Jakarta – Badan Pusat Statistik (BPS) mengungkapkan data terbaru terkait kemiskinan di Indonesia per Maret 2025, dengan pulau Jawa masih mendominasi jumlah penduduk miskin secara nasional. Meskipun menjadi pusat ekonomi, lebih dari separuh penduduk miskin di Indonesia terkonsentrasi di pulau ini.Dari total 23,85 juta penduduk miskin di indonesia,BPS mencatat 52,66 persen atau sekitar 12,56 juta jiwa berada di Pulau Jawa. Deputi Bidang Statistik Sosial BPS, Ateng Hartono, menyoroti perlunya kajian mendalam terkait distribusi kesejahteraan dan akses layanan dasar di wilayah tersebut.
“Jumlah penduduk miskin masih terkonsentrasi di Pulau Jawa, yaitu sebanyak 12,56 juta penduduk miskin berada di Pulau Jawa. Atau kontribusinya sekitar 52,66 persen terhadap total jumlah penduduk miskin nasional,” kata Ateng dalam konferensi pers, Jumat (25/7).

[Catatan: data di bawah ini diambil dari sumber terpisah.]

//! Token graduation lifecycle
//!
//! The pricing model only answers "would this market cap graduate?". The
//! one-way trading → graduated transition lives here as an explicit tag that
//! the caller owns, observes with fresh market caps, and persists however it
//! likes.
//!
//! ```text
//!   ┌─────────┐   should_graduate(market_cap)   ┌───────────┐
//!   │ Trading │ ──────────────────────────────▶ │ Graduated │
//!   └─────────┘         (irreversible)          └───────────┘
//! ```

use serde::{Deserialize, Serialize};
use tracing::{debug, info};

use crate::bonding_curve::should_graduate;
use crate::constants::{GRADUATION_THRESHOLD, MAX_PROGRESS_PERCENT};
use crate::error::{CurveError, CurveResult};

/// Token lifecycle phase
#[derive(Debug, Clone, Copy, PartialEq, Eq, Default, Serialize, Deserialize)]
#[serde(rename_all = "lowercase")]
pub enum Phase {
    /// Priced by the bonding curve
    #[default]
    Trading,
    /// Threshold reached, eligible for external exchange listing
    Graduated,
}

impl Phase {
    pub fn can_trade_on_curve(&self) -> bool {
        matches!(self, Phase::Trading)
    }

    pub fn is_graduated(&self) -> bool {
        matches!(self, Phase::Graduated)
    }
}

impl std::fmt::Display for Phase {
    fn fmt(&self, f: &mut std::fmt::Formatter<'_>) -> std::fmt::Result {
        match self {
            Phase::Trading => write!(f, "trading"),
            Phase::Graduated => write!(f, "graduated"),
        }
    }
}

/// Progress toward the graduation threshold as a percentage in `[0, 100]`
pub fn graduation_progress(market_cap: f64) -> f64 {
    if market_cap.is_nan() {
        return 0.0;
    }
    (market_cap / GRADUATION_THRESHOLD * MAX_PROGRESS_PERCENT).clamp(0.0, MAX_PROGRESS_PERCENT)
}

/// Emitted exactly once, on the observation that graduates the token
#[derive(Debug, Clone, Copy, PartialEq, Serialize, Deserialize)]
pub struct GraduationEvent {
    pub market_cap: f64,
    pub threshold: f64,
}

/// Caller-owned graduation latch for a single token
#[derive(Debug, Clone, Copy, PartialEq, Default, Serialize, Deserialize)]
pub struct TokenLifecycle {
    phase: Phase,
    graduated_market_cap: Option<f64>,
}

impl TokenLifecycle {
    pub fn new() -> Self {
        Self::default()
    }

    /// Restore a token that storage already recorded as graduated
    pub fn graduated(market_cap: f64) -> Self {
        Self {
            phase: Phase::Graduated,
            graduated_market_cap: Some(market_cap),
        }
    }

    pub fn phase(&self) -> Phase {
        self.phase
    }

    pub fn is_graduated(&self) -> bool {
        self.phase.is_graduated()
    }

    /// Market cap observed when the latch flipped
    pub fn graduated_market_cap(&self) -> Option<f64> {
        self.graduated_market_cap
    }

    /// Feed the latest market cap.
    ///
    /// Returns the event only on the trading → graduated transition. Once
    /// graduated the token stays graduated, even if market cap drops back
    /// below the threshold.
    pub fn observe(&mut self, market_cap: f64) -> Option<GraduationEvent> {
        if self.phase.is_graduated() {
            return None;
        }

        if !should_graduate(market_cap) {
            debug!(
                market_cap,
                progress = graduation_progress(market_cap),
                "token below graduation threshold"
            );
            return None;
        }

        self.phase = Phase::Graduated;
        self.graduated_market_cap = Some(market_cap);
        info!(market_cap, threshold = GRADUATION_THRESHOLD, "token graduated");

        Some(GraduationEvent {
            market_cap,
            threshold: GRADUATION_THRESHOLD,
        })
    }

    /// Guard for curve trades; fails once the token has graduated
    pub fn ensure_trading(&self) -> CurveResult<()> {
        if self.phase.can_trade_on_curve() {
            Ok(())
        } else {
            Err(CurveError::AlreadyGraduated(self.phase))
        }
    }
}
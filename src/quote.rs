//! Trade quotes against the bonding curve
//!
//! Buying `amount` tokens at `current_supply` costs the area under the price
//! curve between `current_supply` and `current_supply + amount`; selling
//! returns the area over the interval being burned. Both curves integrate in
//! closed form, so no per-token summation or trapezoid approximation is
//! needed.

use serde::{Deserialize, Serialize};
use tracing::debug;

use crate::bonding_curve::{calculate_market_cap, BondingCurve, CurveType, PricePoint};
use crate::error::{CurveError, CurveResult};

/// Result of a simulated buy or sell
#[derive(Debug, Clone, Copy, PartialEq, Serialize, Deserialize)]
pub struct TradeQuote {
    /// Tokens bought or sold
    pub amount: f64,
    /// Total cost (buy) or payout (sell) in the quote currency
    pub total: f64,
    pub average_price: f64,
    pub start_price: f64,
    pub end_price: f64,
    /// Supply after the trade settles
    pub new_supply: f64,
}

/// Integral of `price_at` over `[from, to]`
pub fn area_under_curve(curve: &BondingCurve, from: f64, to: f64) -> f64 {
    let base = curve.base_price();
    match curve.curve_type() {
        CurveType::Linear => {
            base * (to - from) + curve.slope() / 2.0 * (to * to - from * from)
        }
        CurveType::Exponential => {
            let exponent = curve.exponent();
            if exponent == -1.0 {
                base * (to.ln() - from.ln())
            } else {
                let raised = exponent + 1.0;
                base / raised * (to.powf(raised) - from.powf(raised))
            }
        }
        CurveType::Unrecognized => base * (to - from),
    }
}

fn check_amount(amount: f64) -> CurveResult<()> {
    if amount > 0.0 {
        Ok(())
    } else {
        Err(CurveError::ZeroAmount)
    }
}

fn finite(value: f64, what: &'static str) -> CurveResult<f64> {
    if value.is_finite() {
        Ok(value)
    } else {
        Err(CurveError::NonFiniteResult { what })
    }
}

/// Cost of minting `amount` tokens on top of `current_supply`
pub fn buy_quote(curve: &BondingCurve, current_supply: f64, amount: f64) -> CurveResult<TradeQuote> {
    check_amount(amount)?;

    let new_supply = current_supply + amount;
    let total = finite(area_under_curve(curve, current_supply, new_supply), "buy cost")?;

    debug!(current_supply, amount, total, "buy quote");

    Ok(TradeQuote {
        amount,
        total,
        average_price: total / amount,
        start_price: curve.price_at(current_supply),
        end_price: curve.price_at(new_supply),
        new_supply,
    })
}

/// Payout for burning `amount` tokens out of `current_supply`
pub fn sell_quote(curve: &BondingCurve, current_supply: f64, amount: f64) -> CurveResult<TradeQuote> {
    check_amount(amount)?;

    if amount > current_supply {
        return Err(CurveError::InsufficientSupply {
            requested: amount,
            available: current_supply,
        });
    }

    let new_supply = current_supply - amount;
    let total = finite(area_under_curve(curve, new_supply, current_supply), "sell payout")?;

    debug!(current_supply, amount, total, "sell quote");

    Ok(TradeQuote {
        amount,
        total,
        average_price: total / amount,
        start_price: curve.price_at(current_supply),
        end_price: curve.price_at(new_supply),
        new_supply,
    })
}

/// USD market cap from a SOL-denominated price and an external SOL/USD quote
pub fn market_cap_usd(supply: f64, price_in_sol: f64, sol_usd: f64) -> f64 {
    calculate_market_cap(supply, price_in_sol) * sol_usd
}

/// Evenly spaced samples from supply 0 to `max_supply`, both ends included
pub fn price_points(curve: &BondingCurve, max_supply: f64, steps: usize) -> Vec<PricePoint> {
    if steps == 0 {
        return vec![curve.price_point(0.0)];
    }

    (0..=steps)
        .map(|i| curve.price_point(max_supply * i as f64 / steps as f64))
        .collect()
}
//! Meme Token Bonding Curve
//!
//! Pricing and graduation model for meme token launches.
//!
//! This crate provides:
//! - Linear and exponential supply → price curves, plus their inverse
//! - Market cap and the $90k graduation threshold predicate
//! - Closed-form buy/sell quotes for simulated trades
//! - An explicit, caller-owned trading → graduated lifecycle tag
//! - A caller-owned, time-boxed price cache
//!
//! The pricing model is pure: every operation is closed-form arithmetic with
//! no I/O, locking or logging, and a [`BondingCurve`] can be shared freely
//! across threads.

pub mod bonding_curve;
pub mod config;
pub mod constants;
pub mod error;
pub mod graduation;
pub mod price_cache;
pub mod quote;

#[cfg(test)]
pub mod tests;

// Re-export key types
pub use bonding_curve::{
    calculate_market_cap, should_graduate, BondingCurve, CurveParams, CurveType, PricePoint,
};
pub use constants::GRADUATION_THRESHOLD;
pub use error::{CurveError, CurveResult};
pub use graduation::{graduation_progress, GraduationEvent, Phase, TokenLifecycle};
pub use price_cache::PriceCache;
pub use quote::{buy_quote, market_cap_usd, price_points, sell_quote, TradeQuote};
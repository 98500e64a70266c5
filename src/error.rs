//! Curve errors
//!
//! The pricing model itself never fails; these errors are produced by the
//! opt-in validation, trade quoting and lifecycle helpers layered on top.

use thiserror::Error;

use crate::graduation::Phase;

#[derive(Error, Debug, Clone, PartialEq)]
pub enum CurveError {
    #[error("Invalid curve parameters: {0}")]
    InvalidParameters(String),

    #[error("Amount must be greater than zero")]
    ZeroAmount,

    #[error("Cannot sell {requested} tokens from a supply of {available}")]
    InsufficientSupply { requested: f64, available: f64 },

    #[error("Curve produced a non-finite {what}")]
    NonFiniteResult { what: &'static str },

    #[error("Token has already graduated (phase: {0})")]
    AlreadyGraduated(Phase),
}

pub type CurveResult<T> = std::result::Result<T, CurveError>;
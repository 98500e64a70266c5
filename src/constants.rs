//! Shared constants for the bonding curve system

// Graduation
pub const GRADUATION_THRESHOLD: f64 = 90_000.0; // $90k USD market cap

// Bonding curve defaults
pub const DEFAULT_BASE_PRICE: f64 = 0.0001;
pub const DEFAULT_SLOPE: f64 = 0.0001;     // Only read by linear curves
pub const DEFAULT_EXPONENT: f64 = 1.5;     // Only read by exponential curves

// Price cache
pub const DEFAULT_PRICE_CACHE_TTL_SECS: u64 = 60;
pub const DEFAULT_PRICE_CACHE_CAPACITY: usize = 1_024;

// Progress reporting
pub const MAX_PROGRESS_PERCENT: f64 = 100.0;
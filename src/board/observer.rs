//! Piece movement notifications.
//!
//! Operations ending in `_observed` report every board mutation to a
//! [`PieceObserver`]. The plain operations, and every internal legality or
//! what-if computation, run silently.

use super::{Color, Piece, Square};

/// A single change to the piece placement.
#[derive(Clone, Copy, Debug, PartialEq, Eq)]
pub enum PieceEvent {
    Added {
        color: Color,
        piece: Piece,
        square: Square,
    },
    Removed {
        color: Color,
        piece: Piece,
        square: Square,
    },
    Moved {
        color: Color,
        piece: Piece,
        from: Square,
        to: Square,
    },
}

/// Receives piece events synchronously, in the order the board applies them.
pub trait PieceObserver {
    fn on_event(&mut self, event: PieceEvent);
}

/// Observer that ignores everything.
#[derive(Clone, Copy, Debug, Default)]
pub struct NoopObserver;

impl PieceObserver for NoopObserver {
    #[inline]
    fn on_event(&mut self, _event: PieceEvent) {}
}

impl<F: FnMut(PieceEvent)> PieceObserver for F {
    #[inline]
    fn on_event(&mut self, event: PieceEvent) {
        self(event);
    }
}

/// Records events for later inspection.
impl PieceObserver for Vec<PieceEvent> {
    fn on_event(&mut self, event: PieceEvent) {
        self.push(event);
    }
}

/// Tallies of each event kind.
#[derive(Clone, Copy, Debug, Default, PartialEq, Eq)]
pub struct EventCounts {
    pub added: usize,
    pub removed: usize,
    pub moved: usize,
}

impl PieceObserver for EventCounts {
    fn on_event(&mut self, event: PieceEvent) {
        match event {
            PieceEvent::Added { .. } => self.added += 1,
            PieceEvent::Removed { .. } => self.removed += 1,
            PieceEvent::Moved { .. } => self.moved += 1,
        }
    }
}
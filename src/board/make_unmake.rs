use super::error::MoveError;
use super::observer::{NoopObserver, PieceEvent, PieceObserver};
use super::state::State;
use super::{
    Bitboard, Board, Color, Move, MoveType, Piece, Square, CASTLE_BLACK_K, CASTLE_BLACK_Q,
    CASTLE_WHITE_K, CASTLE_WHITE_Q,
};

/// Castling rights lost when a move starts or ends on `sq`.
#[inline]
fn castling_mask(sq: Square) -> u8 {
    match sq {
        Square::A1 => CASTLE_WHITE_Q,
        Square::E1 => CASTLE_WHITE_K | CASTLE_WHITE_Q,
        Square::H1 => CASTLE_WHITE_K,
        Square::A8 => CASTLE_BLACK_Q,
        Square::E8 => CASTLE_BLACK_K | CASTLE_BLACK_Q,
        Square::H8 => CASTLE_BLACK_K,
        _ => 0,
    }
}

/// Rook origin and destination for a castling move whose king lands on `king_to`.
#[inline]
pub(crate) fn castling_rook_squares(king_to: Square) -> (Square, Square) {
    let rank = king_to.rank();
    if king_to.file() == 6 {
        (Square::from_coords(rank, 7), Square::from_coords(rank, 5))
    } else {
        (Square::from_coords(rank, 0), Square::from_coords(rank, 3))
    }
}

/// Square of the pawn removed by an en passant capture landing on `to`.
#[inline]
pub(crate) fn en_passant_victim(to: Square, us: Color) -> Square {
    Square::from_coords((to.rank() as isize - us.pawn_direction()) as usize, to.file())
}

impl Board {
    /// Places `piece` on `sq`, replacing whatever stood there.
    pub fn add_piece(&mut self, color: Color, piece: Piece, sq: Square) {
        self.add_piece_observed(color, piece, sq, &mut NoopObserver);
    }

    pub fn add_piece_observed<O: PieceObserver + ?Sized>(
        &mut self,
        color: Color,
        piece: Piece,
        sq: Square,
        obs: &mut O,
    ) {
        self.lift_observed(sq, obs);
        self.put_observed(sq, color, piece, obs);
        self.refresh();
    }

    /// Clears `sq`, returning the piece that stood there.
    pub fn remove_piece(&mut self, sq: Square) -> Option<(Color, Piece)> {
        self.remove_piece_observed(sq, &mut NoopObserver)
    }

    pub fn remove_piece_observed<O: PieceObserver + ?Sized>(
        &mut self,
        sq: Square,
        obs: &mut O,
    ) -> Option<(Color, Piece)> {
        let (color, piece) = self.lift_piece(sq)?;
        obs.on_event(PieceEvent::Removed {
            color,
            piece,
            square: sq,
        });
        self.refresh();
        Some((color, piece))
    }

    /// Applies a legal move. Illegal input is caught by debug assertions only;
    /// use [`Board::try_make_move`] for unchecked input.
    pub fn make_move(&mut self, m: Move) {
        self.make_move_observed(m, &mut NoopObserver);
    }

    /// Applies a move, reporting every piece change to `obs`.
    pub fn make_move_observed<O: PieceObserver + ?Sized>(&mut self, m: Move, obs: &mut O) {
        let us = self.side_to_move;
        let them = !us;
        let from = m.from();
        let to = m.to();

        let moving = match self.piece_at(from) {
            Some((color, piece)) if color == us => piece,
            other => {
                debug_assert!(false, "make_move {m}: found {other:?} on {from}");
                return;
            }
        };
        debug_assert!(
            self.piece_at(to).map_or(true, |(c, p)| c == them && p != Piece::King)
                || m.is_castling(),
            "make_move {m}: cannot land on own piece or king"
        );

        self.push_state(m, us);
        self.set_en_passant(None);

        // Capture
        let captured = match m.move_type() {
            MoveType::Castling => None,
            MoveType::EnPassant => {
                let victim = en_passant_victim(to, us);
                self.lift_observed(victim, obs)
            }
            MoveType::Normal | MoveType::Promotion => self.lift_observed(to, obs),
        };
        if captured.is_some() {
            self.st_mut().rule50 = 0;
        }
        self.st_mut().captured = captured;

        // Move
        if m.is_castling() {
            let (rook_from, rook_to) = castling_rook_squares(to);
            self.shift_observed(from, to, obs);
            self.shift_observed(rook_from, rook_to, obs);
        } else {
            self.shift_observed(from, to, obs);
            if let Some(promo) = m.promotion() {
                self.lift_observed(to, obs);
                self.put_observed(to, us, promo, obs);
            }
        }

        if moving == Piece::Pawn {
            self.st_mut().rule50 = 0;
            if from.rank().abs_diff(to.rank()) == 2 {
                let passed = Square::from_coords((from.rank() + to.rank()) / 2, from.file());
                if self.en_passant_capturable(passed, them) {
                    self.set_en_passant(Some(passed));
                }
            }
        }

        let lost = castling_mask(from) | castling_mask(to);
        if lost != 0 {
            let mut rights = self.castling_rights();
            rights.clear_mask(lost);
            self.set_castling_rights(rights);
        }

        self.set_side_to_move(them);
        self.update_check_info();
    }

    /// Applies `m` only if it is legal in this position.
    ///
    /// # Errors
    /// Returns [`MoveError::IllegalMove`] when `m` is not in the legal move
    /// list; the board is left unchanged.
    pub fn try_make_move(&mut self, m: Move) -> Result<(), MoveError> {
        if !self.generate_moves().contains(m) {
            return Err(MoveError::IllegalMove { mv: m });
        }
        self.make_move(m);
        Ok(())
    }

    /// Reverts `m`, which must be the last move made.
    pub fn take_move(&mut self, m: Move) {
        self.take_move_observed(m, &mut NoopObserver);
    }

    pub fn take_move_observed<O: PieceObserver + ?Sized>(&mut self, m: Move, obs: &mut O) {
        debug_assert_eq!(self.last_move(), m, "take_move out of order");
        let Some(previous) = self.st().previous else {
            debug_assert!(false, "take_move {m} at the root");
            return;
        };

        let us = !self.side_to_move;
        let from = m.from();
        let to = m.to();
        let captured = self.st().captured;
        self.side_to_move = us;

        // Piece edits below touch the record being discarded; the previous
        // record already holds the right key and material.
        if m.is_castling() {
            let (rook_from, rook_to) = castling_rook_squares(to);
            self.shift_observed(rook_to, rook_from, obs);
            self.shift_observed(to, from, obs);
        } else {
            if m.is_promotion() {
                self.lift_observed(to, obs);
                self.put_observed(to, us, Piece::Pawn, obs);
            }
            self.shift_observed(to, from, obs);
        }

        if let Some(piece) = captured {
            let sq = if m.is_en_passant() {
                en_passant_victim(to, us)
            } else {
                to
            };
            self.put_observed(sq, !us, piece, obs);
        }

        self.states.truncate(self.current);
        self.current = previous;
    }

    /// Takes back the last move, returning it. `None` at the root.
    pub fn undo(&mut self) -> Option<Move> {
        if self.current == 0 {
            return None;
        }
        let m = self.last_move();
        if m.is_null() {
            self.take_null_move();
        } else {
            self.take_move(m);
        }
        Some(m)
    }

    /// Passes the turn. The side to move must not be in check.
    pub fn make_null_move(&mut self) {
        debug_assert!(!self.in_check(), "null move while in check");
        let us = self.side_to_move;
        self.push_state(Move::NULL, us);
        self.st_mut().plies_from_null = 0;
        self.set_en_passant(None);
        self.set_side_to_move(!us);
        self.update_check_info();
    }

    /// Passes the turn, refusing when the side to move is in check.
    ///
    /// # Errors
    /// [`MoveError::NullMoveInCheck`] if the side to move is in check.
    pub fn try_make_null_move(&mut self) -> Result<(), MoveError> {
        if self.in_check() {
            return Err(MoveError::NullMoveInCheck);
        }
        self.make_null_move();
        Ok(())
    }

    pub fn take_null_move(&mut self) {
        debug_assert!(self.last_move().is_null(), "take_null_move out of order");
        let Some(previous) = self.st().previous else {
            return;
        };
        self.side_to_move = !self.side_to_move;
        self.states.truncate(self.current);
        self.current = previous;
    }

    /// Pushes a successor record copying the carried-over fields.
    fn push_state(&mut self, m: Move, mover: Color) {
        let prev = self.st();
        let next = State {
            previous: Some(self.current),
            castling: prev.castling,
            en_passant: prev.en_passant,
            rule50: prev.rule50 + 1,
            fullmove: prev.fullmove + u32::from(mover == Color::Black),
            plies_from_null: prev.plies_from_null + 1,
            key: prev.key,
            material: prev.material,
            last_move: m,
            captured: None,
            checkers: Bitboard::EMPTY,
            blockers: [Bitboard::EMPTY; 2],
            pinners: [Bitboard::EMPTY; 2],
        };
        self.states.truncate(self.current + 1);
        self.states.push(next);
        self.current = self.states.len() - 1;
    }

    fn lift_observed<O: PieceObserver + ?Sized>(&mut self, sq: Square, obs: &mut O) -> Option<Piece> {
        let (color, piece) = self.lift_piece(sq)?;
        obs.on_event(PieceEvent::Removed {
            color,
            piece,
            square: sq,
        });
        Some(piece)
    }

    fn put_observed<O: PieceObserver + ?Sized>(
        &mut self,
        sq: Square,
        color: Color,
        piece: Piece,
        obs: &mut O,
    ) {
        self.put_piece(sq, color, piece);
        obs.on_event(PieceEvent::Added {
            color,
            piece,
            square: sq,
        });
    }

    fn shift_observed<O: PieceObserver + ?Sized>(&mut self, from: Square, to: Square, obs: &mut O) {
        if let Some((color, piece)) = self.shift_piece(from, to) {
            obs.on_event(PieceEvent::Moved {
                color,
                piece,
                from,
                to,
            });
        }
    }
}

Secara umum, BPS mencatat adanya penurunan tipis tingkat kemiskinan nasional dari 8,57 persen pada September 2024 menjadi 8,47 persen pada Maret 2025. Penurunan ini setara dengan pengurangan sekitar 200 ribu penduduk miskin, yang dipengaruhi oleh pertumbuhan ekonomi, penguatan daya beli masyarakat, dan keberlanjutan subsidi pemerintah.Namun, BPS juga menyoroti adanya ketidakmerataan potret kemiskinan di seluruh Indonesia. Beberapa provinsi di wilayah timur, terutama di Papua, justru mengalami peningkatan persentase dan jumlah penduduk miskin. Papua Pegunungan mencatat tingkat kemiskinan tertinggi secara persentase, mencapai 30,03 persen.
Berdasarkan data BPS per Maret 2025, berikut adalah lima provinsi dengan jumlah penduduk miskin terbanyak: Jawa Timur (3,88 juta orang), Jawa Barat (3,65 juta orang), Jawa Tengah (3,37 juta orang), Sumatera Utara (1,14 juta orang), dan Nusa Tenggara Timur (1,09 juta orang).